Explanation: We first filter rows with people >= 100. The ROW_NUMBER() assigns consecutive numbers based on id. Subtracting this from id gives a constant grp value for consecutive sequences. The inner query counts group sizes, and the outer query selects only groups of length three or more, ordering by visit_date.

Go Solution

// Go solution uses raw SQL execution, as the problem is SQL-focused
query := `
SELECT id, visit_date, people
FROM (
    SELECT *,
           id - ROW_NUMBER() OVER (ORDER BY id) AS grp
    FROM Stadium
    WHERE people >= 100
) AS t
WHERE grp IN (
    SELECT grp
    FROM (
        SELECT id - ROW_NUMBER() OVER (ORDER BY id) AS grp, COUNT(*) AS cnt
        FROM Stadium
        WHERE people >= 100
        GROUP BY grp
    ) AS sub
    WHERE cnt >= 3
)
ORDER BY visit_date;
`

Go-specific note: The Go solution directly embeds SQL in a string to execute with database/sql or similar package. Logic mirrors the Python/SQL approach, and there is no need to manage nil or slice-specific details since the database handles filtering and ordering.

Worked Examples

Example 1:

id | visit_date | people
1  | 2017-01-01 | 10
2  | 2017-01-02 | 109
3  | 2017-01-03 | 150
4  | 2017-01-04 | 99
5  | 2017-01-05 | 145
6  | 2017-01-06 | 1455
7  | 2017-01-07 | 199
8  | 2017-01-09 | 188

Step-by-step:

  1. Filter rows with people >= 100: rows 2, 3, 5, 6, 7, 8.
  2. Compute grp = id - row_number():
  • Row 2: 2 - 1 = 1
  • Row 3: 3 - 2 = 1
  • Row 5: 5 - 3 = 2
  • Row 6: 6 - 4 = 2
  • Row 7: 7 - 5 = 2
  • Row 8: 8 - 6 = 2
  1. Count group sizes:
  • Group 1: size 2 (rows 2, 3) → too small, discarded
  • Group 2: size 4 (rows 5, 6, 7, 8) → included
  1. Output rows ordered by visit_date: rows 5, 6, 7, 8.

Complexity Analysis

Measure Complexity Explanation
Time O(n) We scan the table once to compute row numbers and group identifiers. SQL engine handles filtering and counting efficiently.
Space O(n) Space for window function computation and temporary group identifiers.

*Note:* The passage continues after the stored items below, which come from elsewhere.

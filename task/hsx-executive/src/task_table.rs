// This Source Code Form is subject to the terms of the Mozilla Public
// License, v. 2.0. If a copy of the MPL was not distributed with this
// file, You can obtain one at https://mozilla.org/MPL/2.0/.

//! The task table: one [`Task`] per PID, holding the VM core's
//! architectural state plus executive-side lifecycle metadata (spec §3).

use std::collections::HashMap;

use abi::Pid;
use kern::TaskContext;

/// Why a task is currently `WaitMailbox`: which handle it is blocked on, and
/// when (if ever) the wait times out.
pub struct MailboxWait {
    pub handle: hsx_mailbox::HandleId,
    pub deadline_ms: Option<u64>,
    pub buf_ptr: u32,
    pub buf_cap: u32,
}

pub struct Task {
    pub ctx: TaskContext,
    pub app_name: Option<String>,
    pub allow_multiple: bool,
    pub sleep_deadline_ms: Option<u64>,
    pub mailbox_wait: Option<MailboxWait>,
    pub exit_status: Option<i32>,
    /// `ctx.accounted_steps` the last time this task was rotated onto the
    /// CPU; quantum expiry compares the delta against `ctx.quantum`.
    pub quantum_start_steps: u64,
}

impl Task {
    pub fn new(ctx: TaskContext, app_name: Option<String>, allow_multiple: bool) -> Self {
        Self {
            ctx,
            app_name,
            allow_multiple,
            sleep_deadline_ms: None,
            mailbox_wait: None,
            exit_status: None,
            quantum_start_steps: 0,
        }
    }
}

#[derive(Default)]
pub struct TaskTable {
    tasks: HashMap<Pid, Task>,
    next_pid: Pid,
}

impl TaskTable {
    pub fn new() -> Self {
        Self { tasks: HashMap::new(), next_pid: 1 }
    }

    pub fn alloc_pid(&mut self) -> Pid {
        let pid = self.next_pid;
        self.next_pid += 1;
        pid
    }

    pub fn insert(&mut self, pid: Pid, task: Task) {
        self.tasks.insert(pid, task);
    }

    pub fn get(&self, pid: Pid) -> Option<&Task> {
        self.tasks.get(&pid)
    }

    pub fn get_mut(&mut self, pid: Pid) -> Option<&mut Task> {
        self.tasks.get_mut(&pid)
    }

    pub fn remove(&mut self, pid: Pid) -> Option<Task> {
        self.tasks.remove(&pid)
    }

    pub fn contains_app(&self, name: &str) -> bool {
        self.tasks.values().any(|t| t.app_name.as_deref() == Some(name) && !t.ctx.state.is_terminal())
    }

    pub fn pids(&self) -> impl Iterator<Item = Pid> + '_ {
        self.tasks.keys().copied()
    }

    pub fn iter(&self) -> impl Iterator<Item = (&Pid, &Task)> {
        self.tasks.iter()
    }

    pub fn len(&self) -> usize {
        self.tasks.len()
    }

    pub fn is_empty(&self) -> bool {
        self.tasks.is_empty()
    }
}
// This Source Code Form is subject to the terms of the Mozilla Public
// License, v. 2.0. If a copy of the MPL was not distributed with this
// file, You can obtain one at https://mozilla.org/MPL/2.0/.

//! VM fault codes (spec §4.4, §7).
//!
//! Each of these halts the offending task (transition to `Terminated`) and is
//! written into R0 as a well-known error code. They are distinct from SVC
//! `ENOSYS`, which never halts the task.

/// A fault taken while executing a single instruction.
#[derive(Copy, Clone, Debug, Eq, PartialEq)]
pub enum VmFault {
    /// Memory access outside the task's 64 KiB window.
    MemFault,
    /// Division by zero in `DIV`.
    DivZero,
    /// `CALL` overflowed the bounded call stack.
    StackOverflow,
    /// `RET` popped an empty call stack.
    StackUnderflow,
    /// The opcode byte did not decode to a known instruction.
    IllegalOpcode,
}

impl VmFault {
    /// The numeric code written into R0 before the task halts.
    pub fn code(self) -> u32 {
        match self {
            VmFault::MemFault => 1,
            VmFault::DivZero => 2,
            VmFault::StackOverflow => 3,
            VmFault::StackUnderflow => 4,
            VmFault::IllegalOpcode => 5,
        }
    }

    /// The RPC/event error category string (spec §6, §7).
    pub fn category(self) -> &'static str {
        match self {
            VmFault::MemFault => "mem_fault",
            VmFault::DivZero => "div_zero",
            VmFault::StackOverflow => "stack_overflow",
            VmFault::StackUnderflow => "stack_underflow",
            VmFault::IllegalOpcode => "illegal_opcode",
        }
    }
}

impl core::fmt::Display for VmFault {
    fn fmt(&self, f: &mut core::fmt::Formatter<'_>) -> core::fmt::Result {
        write!(f, "{}", self.category())
    }
}

impl std::error::Error for VmFault {}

The optimal algorithm avoids repeated scanning by leveraging SQL window functions and grouping, ensuring linear complexity relative to the number of rows.

Test Cases

# test cases represented as SQL queries/asserts
# Test case 1: example provided
# Expected rows: ids 5,6,7,8
# Test case 2: no qualifying streak
# Test case 3: exactly three in a streak
# Test case 4: all rows qualify
# Test case 5: streak at the start
Test Why
Rows 5-8 in example Tests normal consecutive sequence handling
No rows >= 100 Ensures function handles empty result
Exactly three consecutive >=100 Validates boundary streak length
All rows >=100 Checks handling of full table streak
Streak at start Validates start-of-table edge case

Edge Cases

One important edge case is when streaks are exactly three rows long. This is the minimum valid streak and must be included. If miscalculated, the implementation might omit them. Another edge case is streaks at the very beginning or end of the table; SQL window functions handle these correctly but a naive loop could miss them. Finally, rows with people < 100 breaking otherwise long sequences must correctly terminate a group; our group ID approach naturally separates these sequences without additional logic.